» DESCRIPTION OF THE TASK: Can you output the records below exactly as they are written?

━━━━━━━━━━

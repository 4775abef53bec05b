use proc_macro::TokenStream;
use quote::quote;
use syn::{Attribute, ItemFn, LitInt, parse_macro_input};

const DEFAULT_TIMEOUT_SECS: u64 = 30;

#[derive(Default)]
struct TimeoutArgs {
    secs: Option<u64>,
    multi_thread: bool,
}

/// Runs an async test on its own Tokio runtime and fails it once it runs
/// longer than the timeout, even if the runtime itself is wedged.
///
/// Accepts `secs = N` (default 30) and `multi_thread`, which swaps the
/// current-thread runtime for a two-worker multi-thread one.
#[proc_macro_attribute]
pub fn tokio_timeout_test(attr: TokenStream, item: TokenStream) -> TokenStream {
    let mut args = TimeoutArgs::default();
    let parser = syn::meta::parser(|meta| {
        if meta.path.is_ident("secs") {
            let lit: LitInt = meta.value()?.parse()?;
            let secs: u64 = lit.base10_parse()?;
            if secs == 0 {
                return Err(meta.error("timeout must be greater than zero"));
            }
            args.secs = Some(secs);
            Ok(())
        } else if meta.path.is_ident("multi_thread") {
            args.multi_thread = true;
            Ok(())
        } else {
            Err(meta.error("expected `secs = N` or `multi_thread`"))
        }
    });
    parse_macro_input!(attr with parser);

    let ItemFn {
        attrs,
        vis,
        mut sig,
        block,
    } = parse_macro_input!(item as ItemFn);

    if sig.asyncness.is_none() {
        return syn::Error::new_spanned(
            &sig.ident,
            "tokio_timeout_test can only be applied to async functions",
        )
        .to_compile_error()
        .into();
    }
    sig.asyncness = None;

    let attrs: Vec<Attribute> = attrs
        .into_iter()
        .filter(|attr| !is_tokio_test_attribute(attr))
        .collect();
    let timeout = args.secs.unwrap_or(DEFAULT_TIMEOUT_SECS);
    let runtime = if args.multi_thread {
        quote! {
            tokio::runtime::Builder::new_multi_thread()
                .worker_threads(2)
                .enable_all()
                .build()
        }
    } else {
        quote! {
            tokio::runtime::Builder::new_current_thread()
                .enable_all()
                .build()
        }
    };

    TokenStream::from(quote! {
        #[test]
        #(#attrs)*
        #vis #sig {
            let timeout_duration = std::time::Duration::from_secs(#timeout);
            let (sender, receiver) = std::sync::mpsc::channel();
            std::thread::spawn(move || {
                let result = std::panic::catch_unwind(std::panic::AssertUnwindSafe(|| {
                    let runtime = #runtime.expect("failed to build Tokio runtime");
                    runtime.block_on(async {
                        tokio::time::timeout(timeout_duration, async move #block)
                            .await
                            .expect("test timed out");
                    });
                }));
                let _ = sender.send(result);
            });
            match receiver.recv_timeout(timeout_duration + std::time::Duration::from_secs(1)) {
                Ok(Ok(())) => {}
                Ok(Err(payload)) => std::panic::resume_unwind(payload),
                Err(std::sync::mpsc::RecvTimeoutError::Timeout) => panic!("test timed out"),
                Err(std::sync::mpsc::RecvTimeoutError::Disconnected) => {
                    panic!("test thread failed before reporting result")
                }
            }
        }
    })
}

fn is_tokio_test_attribute(attr: &Attribute) -> bool {
    let mut segments = attr.path().segments.iter();
    matches!(
        (segments.next(), segments.next(), segments.next()),
        (Some(first), Some(second), None)
            if first.ident == "tokio" && second.ident == "test"
    )
}
use std::collections::HashMap;
use std::sync::Arc;

use parking_lot::Mutex;

use crate::error::{TransportError, TransportResult};
use crate::promise::TransportPromise;
use crate::transport::Transport;

#[derive(Default)]
struct Registries {
    pending: HashMap<String, TransportPromise>,
    active: HashMap<String, Arc<Transport>>,
    closed: bool,
}

/// Pending and active transports keyed by stream identifier. A stream
/// identifier is present in at most one of the two maps at any instant.
/// The lock is only held across map operations.
#[derive(Default)]
pub(crate) struct Registry {
    inner: Mutex<Registries>,
}

impl Registry {
    pub(crate) fn register_pending(&self, promise: &TransportPromise) -> TransportResult<()> {
        let mut guard = self.inner.lock();
        if guard.closed {
            return Err(TransportError::FactoryClosed);
        }
        let stream_id = promise.stream_id();
        if guard.active.contains_key(stream_id) || guard.pending.contains_key(stream_id) {
            return Err(TransportError::DuplicateTransport {
                stream_id: stream_id.to_string(),
            });
        }
        guard.pending.insert(stream_id.to_string(), promise.clone());
        Ok(())
    }

    /// Settles `promise` and, if that settlement won, moves its identifier
    /// out of the pending map and, on success, into the active map, all under
    /// one lock acquisition.
    pub(crate) fn settle(
        &self,
        promise: &TransportPromise,
        outcome: TransportResult<Arc<Transport>>,
    ) -> TransportResult<()> {
        let mut guard = self.inner.lock();
        let transport = outcome.as_ref().ok().cloned();
        promise.settle(outcome)?;
        remove_pending_locked(&mut guard, promise);
        if let Some(transport) = transport {
            guard
                .active
                .insert(promise.stream_id().to_string(), transport);
        }
        Ok(())
    }

    pub(crate) fn remove_pending(&self, promise: &TransportPromise) -> bool {
        remove_pending_locked(&mut self.inner.lock(), promise)
    }

    pub(crate) fn remove_active(&self, transport: &Arc<Transport>) -> bool {
        let mut guard = self.inner.lock();
        let owned = guard
            .active
            .get(transport.stream_id())
            .is_some_and(|current| Arc::ptr_eq(current, transport));
        if owned {
            guard.active.remove(transport.stream_id());
        }
        owned
    }

    pub(crate) fn pending(&self, stream_id: &str) -> Option<TransportPromise> {
        self.inner.lock().pending.get(stream_id).cloned()
    }

    pub(crate) fn active(&self, stream_id: &str) -> Option<Arc<Transport>> {
        self.inner.lock().active.get(stream_id).cloned()
    }

    pub(crate) fn pending_promises(&self) -> Vec<TransportPromise> {
        self.inner.lock().pending.values().cloned().collect()
    }

    pub(crate) fn drain_active(&self) -> Vec<Arc<Transport>> {
        self.inner
            .lock()
            .active
            .drain()
            .map(|(_, transport)| transport)
            .collect()
    }

    pub(crate) fn pending_ids(&self) -> Vec<String> {
        let mut ids: Vec<String> = self.inner.lock().pending.keys().cloned().collect();
        ids.sort();
        ids
    }

    pub(crate) fn active_ids(&self) -> Vec<String> {
        let mut ids: Vec<String> = self.inner.lock().active.keys().cloned().collect();
        ids.sort();
        ids
    }

    /// Rejects every later registration with [`TransportError::FactoryClosed`].
    pub(crate) fn close(&self) {
        self.inner.lock().closed = true;
    }
}

fn remove_pending_locked(guard: &mut Registries, promise: &TransportPromise) -> bool {
    let owned = guard
        .pending
        .get(promise.stream_id())
        .is_some_and(|current| current.ptr_eq(promise));
    if owned {
        guard.pending.remove(promise.stream_id());
    }
    owned
}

━━━━━━━━━━

» COMPLETED EXERCISE:
repository 4775abef53bec05b
use proc_macro::TokenStream;
use quote::quote;
use syn::{Attribute, ItemFn, LitInt, parse_macro_input};

const DEFAULT_TIMEOUT_SECS: u64 = 30;

#[derive(Default)]
struct TimeoutArgs {
    secs: Option<u64>,
    multi_thread: bool,
}

/// Runs an async test on its own Tokio runtime and fails it once it runs
/// longer than the timeout, even if the runtime itself is wedged.
///
/// Accepts `secs = N` (default 30) and `multi_thread`, which swaps the
/// current-thread runtime for a two-worker multi-thread one.
#[proc_macro_attribute]
pub fn tokio_timeout_test(attr: TokenStream, item: TokenStream) -> TokenStream {
    let mut args = TimeoutArgs::default();
    let parser = syn::meta::parser(|meta| {
        if meta.path.is_ident("secs") {
            let lit: LitInt = meta.value()?.parse()?;
            let secs: u64 = lit.base10_parse()?;
            if secs == 0 {
                return Err(meta.error("timeout must be greater than zero"));
            }
            args.secs = Some(secs);
            Ok(())
        } else if meta.path.is_ident("multi_thread") {
            args.multi_thread = true;
            Ok(())
        } else {
            Err(meta.error("expected `secs = N` or `multi_thread`"))
        }
    });
    parse_macro_input!(attr with parser);

    let ItemFn {
        attrs,
        vis,
        mut sig,
        block,
    } = parse_macro_input!(item as ItemFn);

    if sig.asyncness.is_none() {
        return syn::Error::new_spanned(
            &sig.ident,
            "tokio_timeout_test can only be applied to async functions",
        )
        .to_compile_error()
        .into();
    }
    sig.asyncness = None;

    let attrs: Vec<Attribute> = attrs
        .into_iter()
        .filter(|attr| !is_tokio_test_attribute(attr))
        .collect();
    let timeout = args.secs.unwrap_or(DEFAULT_TIMEOUT_SECS);
    let runtime = if args.multi_thread {
        quote! {
            tokio::runtime::Builder::new_multi_thread()
                .worker_threads(2)
                .enable_all()
                .build()
        }
    } else {
        quote! {
            tokio::runtime::Builder::new_current_thread()
                .enable_all()
                .build()
        }
    };

    TokenStream::from(quote! {
        #[test]
        #(#attrs)*
        #vis #sig {
            let timeout_duration = std::time::Duration::from_secs(#timeout);
            let (sender, receiver) = std::sync::mpsc::channel();
            std::thread::spawn(move || {
                let result = std::panic::catch_unwind(std::panic::AssertUnwindSafe(|| {
                    let runtime = #runtime.expect("failed to build Tokio runtime");
                    runtime.block_on(async {
                        tokio::time::timeout(timeout_duration, async move #block)
                            .await
                            .expect("test timed out");
                    });
                }));
                let _ = sender.send(result);
            });
            match receiver.recv_timeout(timeout_duration + std::time::Duration::from_secs(1)) {
                Ok(Ok(())) => {}
                Ok(Err(payload)) => std::panic::resume_unwind(payload),
                Err(std::sync::mpsc::RecvTimeoutError::Timeout) => panic!("test timed out"),
                Err(std::sync::mpsc::RecvTimeoutError::Disconnected) => {
                    panic!("test thread failed before reporting result")
                }
            }
        }
    })
}

fn is_tokio_test_attribute(attr: &Attribute) -> bool {
    let mut segments = attr.path().segments.iter();
    matches!(
        (segments.next(), segments.next(), segments.next()),
        (Some(first), Some(second), None)
            if first.ident == "tokio" && second.ident == "test"
    )
}
use std::collections::HashMap;
use std::sync::Arc;

use parking_lot::Mutex;

use crate::error::{TransportError, TransportResult};
use crate::promise::TransportPromise;
use crate::transport::Transport;

#[derive(Default)]
struct Registries {
    pending: HashMap<String, TransportPromise>,
    active: HashMap<String, Arc<Transport>>,
    closed: bool,
}

/// Pending and active transports keyed by stream identifier. A stream
/// identifier is present in at most one of the two maps at any instant.
/// The lock is only held across map operations.
#[derive(Default)]
pub(crate) struct Registry {
    inner: Mutex<Registries>,
}

impl Registry {
    pub(crate) fn register_pending(&self, promise: &TransportPromise) -> TransportResult<()> {
        let mut guard = self.inner.lock();
        if guard.closed {
            return Err(TransportError::FactoryClosed);
        }
        let stream_id = promise.stream_id();
        if guard.active.contains_key(stream_id) || guard.pending.contains_key(stream_id) {
            return Err(TransportError::DuplicateTransport {
                stream_id: stream_id.to_string(),
            });
        }
        guard.pending.insert(stream_id.to_string(), promise.clone());
        Ok(())
    }

    /// Settles `promise` and, if that settlement won, moves its identifier
    /// out of the pending map and, on success, into the active map, all under
    /// one lock acquisition.
    pub(crate) fn settle(
        &self,
        promise: &TransportPromise,
        outcome: TransportResult<Arc<Transport>>,
    ) -> TransportResult<()> {
        let mut guard = self.inner.lock();
        let transport = outcome.as_ref().ok().cloned();
        promise.settle(outcome)?;
        remove_pending_locked(&mut guard, promise);
        if let Some(transport) = transport {
            guard
                .active
                .insert(promise.stream_id().to_string(), transport);
        }
        Ok(())
    }

    pub(crate) fn remove_pending(&self, promise: &TransportPromise) -> bool {
        remove_pending_locked(&mut self.inner.lock(), promise)
    }

    pub(crate) fn remove_active(&self, transport: &Arc<Transport>) -> bool {
        let mut guard = self.inner.lock();
        let owned = guard
            .active
            .get(transport.stream_id())
            .is_some_and(|current| Arc::ptr_eq(current, transport));
        if owned {
            guard.active.remove(transport.stream_id());
        }
        owned
    }

    pub(crate) fn pending(&self, stream_id: &str) -> Option<TransportPromise> {
        self.inner.lock().pending.get(stream_id).cloned()
    }

    pub(crate) fn active(&self, stream_id: &str) -> Option<Arc<Transport>> {
        self.inner.lock().active.get(stream_id).cloned()
    }

    pub(crate) fn pending_promises(&self) -> Vec<TransportPromise> {
        self.inner.lock().pending.values().cloned().collect()
    }

    pub(crate) fn drain_active(&self) -> Vec<Arc<Transport>> {
        self.inner
            .lock()
            .active
            .drain()
            .map(|(_, transport)| transport)
            .collect()
    }

    pub(crate) fn pending_ids(&self) -> Vec<String> {
        let mut ids: Vec<String> = self.inner.lock().pending.keys().cloned().collect();
        ids.sort();
        ids
    }

    pub(crate) fn active_ids(&self) -> Vec<String> {
        let mut ids: Vec<String> = self.inner.lock().active.keys().cloned().collect();
        ids.sort();
        ids
    }

    /// Rejects every later registration with [`TransportError::FactoryClosed`].
    pub(crate) fn close(&self) {
        self.inner.lock().closed = true;
    }
}

fn remove_pending_locked(guard: &mut Registries, promise: &TransportPromise) -> bool {
    let owned = guard
        .pending
        .get(promise.stream_id())
        .is_some_and(|current| current.ptr_eq(promise));
    if owned {
        guard.pending.remove(promise.stream_id());
    }
    owned
}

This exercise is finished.